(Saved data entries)
▬▬▬▬▬▬▬▬▬▬
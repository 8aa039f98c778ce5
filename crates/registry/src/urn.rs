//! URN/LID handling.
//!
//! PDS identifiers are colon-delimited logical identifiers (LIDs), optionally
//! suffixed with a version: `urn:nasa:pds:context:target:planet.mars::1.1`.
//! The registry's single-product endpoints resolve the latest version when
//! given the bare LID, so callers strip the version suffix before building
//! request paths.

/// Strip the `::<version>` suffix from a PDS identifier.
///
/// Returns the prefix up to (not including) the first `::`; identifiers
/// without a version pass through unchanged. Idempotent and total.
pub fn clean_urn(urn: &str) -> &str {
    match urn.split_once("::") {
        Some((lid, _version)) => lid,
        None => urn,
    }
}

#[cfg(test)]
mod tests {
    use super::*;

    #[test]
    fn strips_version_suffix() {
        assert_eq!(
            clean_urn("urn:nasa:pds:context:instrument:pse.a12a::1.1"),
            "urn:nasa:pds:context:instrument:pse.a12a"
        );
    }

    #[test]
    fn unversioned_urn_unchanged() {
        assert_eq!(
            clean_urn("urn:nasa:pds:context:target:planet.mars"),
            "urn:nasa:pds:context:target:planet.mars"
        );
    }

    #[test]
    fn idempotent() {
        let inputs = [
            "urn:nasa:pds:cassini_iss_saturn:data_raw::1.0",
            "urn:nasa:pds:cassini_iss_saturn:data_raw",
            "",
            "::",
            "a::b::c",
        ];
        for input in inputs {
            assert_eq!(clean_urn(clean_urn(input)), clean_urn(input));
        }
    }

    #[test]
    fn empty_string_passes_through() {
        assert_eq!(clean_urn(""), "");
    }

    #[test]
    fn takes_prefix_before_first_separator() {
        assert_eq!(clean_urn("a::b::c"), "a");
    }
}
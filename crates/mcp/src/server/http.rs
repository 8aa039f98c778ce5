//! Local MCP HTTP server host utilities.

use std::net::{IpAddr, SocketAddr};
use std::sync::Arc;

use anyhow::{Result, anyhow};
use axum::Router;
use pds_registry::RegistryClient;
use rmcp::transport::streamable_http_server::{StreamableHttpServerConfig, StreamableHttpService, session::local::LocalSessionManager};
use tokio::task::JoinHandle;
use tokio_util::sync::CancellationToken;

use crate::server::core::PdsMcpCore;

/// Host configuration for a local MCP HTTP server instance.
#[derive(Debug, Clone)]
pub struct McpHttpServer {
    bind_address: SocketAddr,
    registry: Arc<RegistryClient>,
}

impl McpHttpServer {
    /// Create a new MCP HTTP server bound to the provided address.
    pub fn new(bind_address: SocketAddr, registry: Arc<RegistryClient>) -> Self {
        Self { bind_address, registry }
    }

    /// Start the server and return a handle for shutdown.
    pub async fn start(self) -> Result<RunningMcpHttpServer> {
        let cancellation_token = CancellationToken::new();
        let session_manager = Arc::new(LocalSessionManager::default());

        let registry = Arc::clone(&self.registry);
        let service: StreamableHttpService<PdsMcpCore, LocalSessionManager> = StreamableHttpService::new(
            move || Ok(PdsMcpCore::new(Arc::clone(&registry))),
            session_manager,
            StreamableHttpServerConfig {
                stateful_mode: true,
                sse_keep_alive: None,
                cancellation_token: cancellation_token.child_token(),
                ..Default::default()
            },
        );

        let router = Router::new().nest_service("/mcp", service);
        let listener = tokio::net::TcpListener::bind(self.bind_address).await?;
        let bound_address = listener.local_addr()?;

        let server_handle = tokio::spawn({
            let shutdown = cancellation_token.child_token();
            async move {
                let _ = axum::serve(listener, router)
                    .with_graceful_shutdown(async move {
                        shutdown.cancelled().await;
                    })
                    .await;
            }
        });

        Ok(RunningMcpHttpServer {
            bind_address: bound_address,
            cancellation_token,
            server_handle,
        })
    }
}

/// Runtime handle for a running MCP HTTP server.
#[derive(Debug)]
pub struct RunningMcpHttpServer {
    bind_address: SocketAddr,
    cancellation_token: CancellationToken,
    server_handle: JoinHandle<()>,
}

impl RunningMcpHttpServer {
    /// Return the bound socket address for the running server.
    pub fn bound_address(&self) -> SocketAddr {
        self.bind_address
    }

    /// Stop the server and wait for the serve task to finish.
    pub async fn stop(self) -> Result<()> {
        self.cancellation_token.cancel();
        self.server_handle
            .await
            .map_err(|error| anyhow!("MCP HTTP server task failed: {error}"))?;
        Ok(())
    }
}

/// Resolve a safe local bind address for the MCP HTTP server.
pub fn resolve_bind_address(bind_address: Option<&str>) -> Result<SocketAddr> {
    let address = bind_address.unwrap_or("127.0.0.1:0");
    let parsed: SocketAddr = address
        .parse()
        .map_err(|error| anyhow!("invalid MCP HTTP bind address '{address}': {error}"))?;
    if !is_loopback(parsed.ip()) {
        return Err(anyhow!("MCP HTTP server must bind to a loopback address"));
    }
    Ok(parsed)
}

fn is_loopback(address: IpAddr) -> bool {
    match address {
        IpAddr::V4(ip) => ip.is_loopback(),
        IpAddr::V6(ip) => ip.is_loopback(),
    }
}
▬▬▬▬▬▬▬▬▬▬
May I have all of the records repeated exactly?

repository 8aa039f98c778ce5
filename crates/registry/src/urn.rs
//! URN/LID handling.
//!
//! PDS identifiers are colon-delimited logical identifiers (LIDs), optionally
//! suffixed with a version: `urn:nasa:pds:context:target:planet.mars::1.1`.
//! The registry's single-product endpoints resolve the latest version when
//! given the bare LID, so callers strip the version suffix before building
//! request paths.

/// Strip the `::<version>` suffix from a PDS identifier.
///
/// Returns the prefix up to (not including) the first `::`; identifiers
/// without a version pass through unchanged. Idempotent and total.
pub fn clean_urn(urn: &str) -> &str {
    match urn.split_once("::") {
        Some((lid, _version)) => lid,
        None => urn,
    }
}

#[cfg(test)]
mod tests {
    use super::*;

    #[test]
    fn strips_version_suffix() {
        assert_eq!(
            clean_urn("urn:nasa:pds:context:instrument:pse.a12a::1.1"),
            "urn:nasa:pds:context:instrument:pse.a12a"
        );
    }

    #[test]
    fn unversioned_urn_unchanged() {
        assert_eq!(
            clean_urn("urn:nasa:pds:context:target:planet.mars"),
            "urn:nasa:pds:context:target:planet.mars"
        );
    }

    #[test]
    fn idempotent() {
        let inputs = [
            "urn:nasa:pds:cassini_iss_saturn:data_raw::1.0",
            "urn:nasa:pds:cassini_iss_saturn:data_raw",
            "",
            "::",
            "a::b::c",
        ];
        for input in inputs {
            assert_eq!(clean_urn(clean_urn(input)), clean_urn(input));
        }
    }

    #[test]
    fn empty_string_passes_through() {
        assert_eq!(clean_urn(""), "");
    }

    #[test]
    fn takes_prefix_before_first_separator() {
        assert_eq!(clean_urn("a::b::c"), "a");
    }
}
filename crates/mcp/src/server/http.rs
repository 8aa039f98c778ce5
//! Local MCP HTTP server host utilities.

use std::net::{IpAddr, SocketAddr};
use std::sync::Arc;

use anyhow::{Result, anyhow};
use axum::Router;
use pds_registry::RegistryClient;
use rmcp::transport::streamable_http_server::{StreamableHttpServerConfig, StreamableHttpService, session::local::LocalSessionManager};
use tokio::task::JoinHandle;
use tokio_util::sync::CancellationToken;

use crate::server::core::PdsMcpCore;

/// Host configuration for a local MCP HTTP server instance.
#[derive(Debug, Clone)]
pub struct McpHttpServer {
    bind_address: SocketAddr,
    registry: Arc<RegistryClient>,
}

impl McpHttpServer {
    /// Create a new MCP HTTP server bound to the provided address.
    pub fn new(bind_address: SocketAddr, registry: Arc<RegistryClient>) -> Self {
        Self { bind_address, registry }
    }

    /// Start the server and return a handle for shutdown.
    pub async fn start(self) -> Result<RunningMcpHttpServer> {
        let cancellation_token = CancellationToken::new();
        let session_manager = Arc::new(LocalSessionManager::default());

        let registry = Arc::clone(&self.registry);
        let service: StreamableHttpService<PdsMcpCore, LocalSessionManager> = StreamableHttpService::new(
            move || Ok(PdsMcpCore::new(Arc::clone(&registry))),
            session_manager,
            StreamableHttpServerConfig {
                stateful_mode: true,
                sse_keep_alive: None,
                cancellation_token: cancellation_token.child_token(),
                ..Default::default()
            },
        );

        let router = Router::new().nest_service("/mcp", service);
        let listener = tokio::net::TcpListener::bind(self.bind_address).await?;
        let bound_address = listener.local_addr()?;

        let server_handle = tokio::spawn({
            let shutdown = cancellation_token.child_token();
            async move {
                let _ = axum::serve(listener, router)
                    .with_graceful_shutdown(async move {
                        shutdown.cancelled().await;
                    })
                    .await;
            }
        });

        Ok(RunningMcpHttpServer {
            bind_address: bound_address,
            cancellation_token,
            server_handle,
        })
    }
}

/// Runtime handle for a running MCP HTTP server.
#[derive(Debug)]
pub struct RunningMcpHttpServer {
    bind_address: SocketAddr,
    cancellation_token: CancellationToken,
    server_handle: JoinHandle<()>,
}

impl RunningMcpHttpServer {
    /// Return the bound socket address for the running server.
    pub fn bound_address(&self) -> SocketAddr {
        self.bind_address
    }

    /// Stop the server and wait for the serve task to finish.
    pub async fn stop(self) -> Result<()> {
        self.cancellation_token.cancel();
        self.server_handle
            .await
            .map_err(|error| anyhow!("MCP HTTP server task failed: {error}"))?;
        Ok(())
    }
}

/// Resolve a safe local bind address for the MCP HTTP server.
pub fn resolve_bind_address(bind_address: Option<&str>) -> Result<SocketAddr> {
    let address = bind_address.unwrap_or("127.0.0.1:0");
    let parsed: SocketAddr = address
        .parse()
        .map_err(|error| anyhow!("invalid MCP HTTP bind address '{address}': {error}"))?;
    if !is_loopback(parsed.ip()) {
        return Err(anyhow!("MCP HTTP server must bind to a loopback address"));
    }
    Ok(parsed)
}

fn is_loopback(address: IpAddr) -> bool {
    match address {
        IpAddr::V4(ip) => ip.is_loopback(),
        IpAddr::V6(ip) => ip.is_loopback(),
    }
}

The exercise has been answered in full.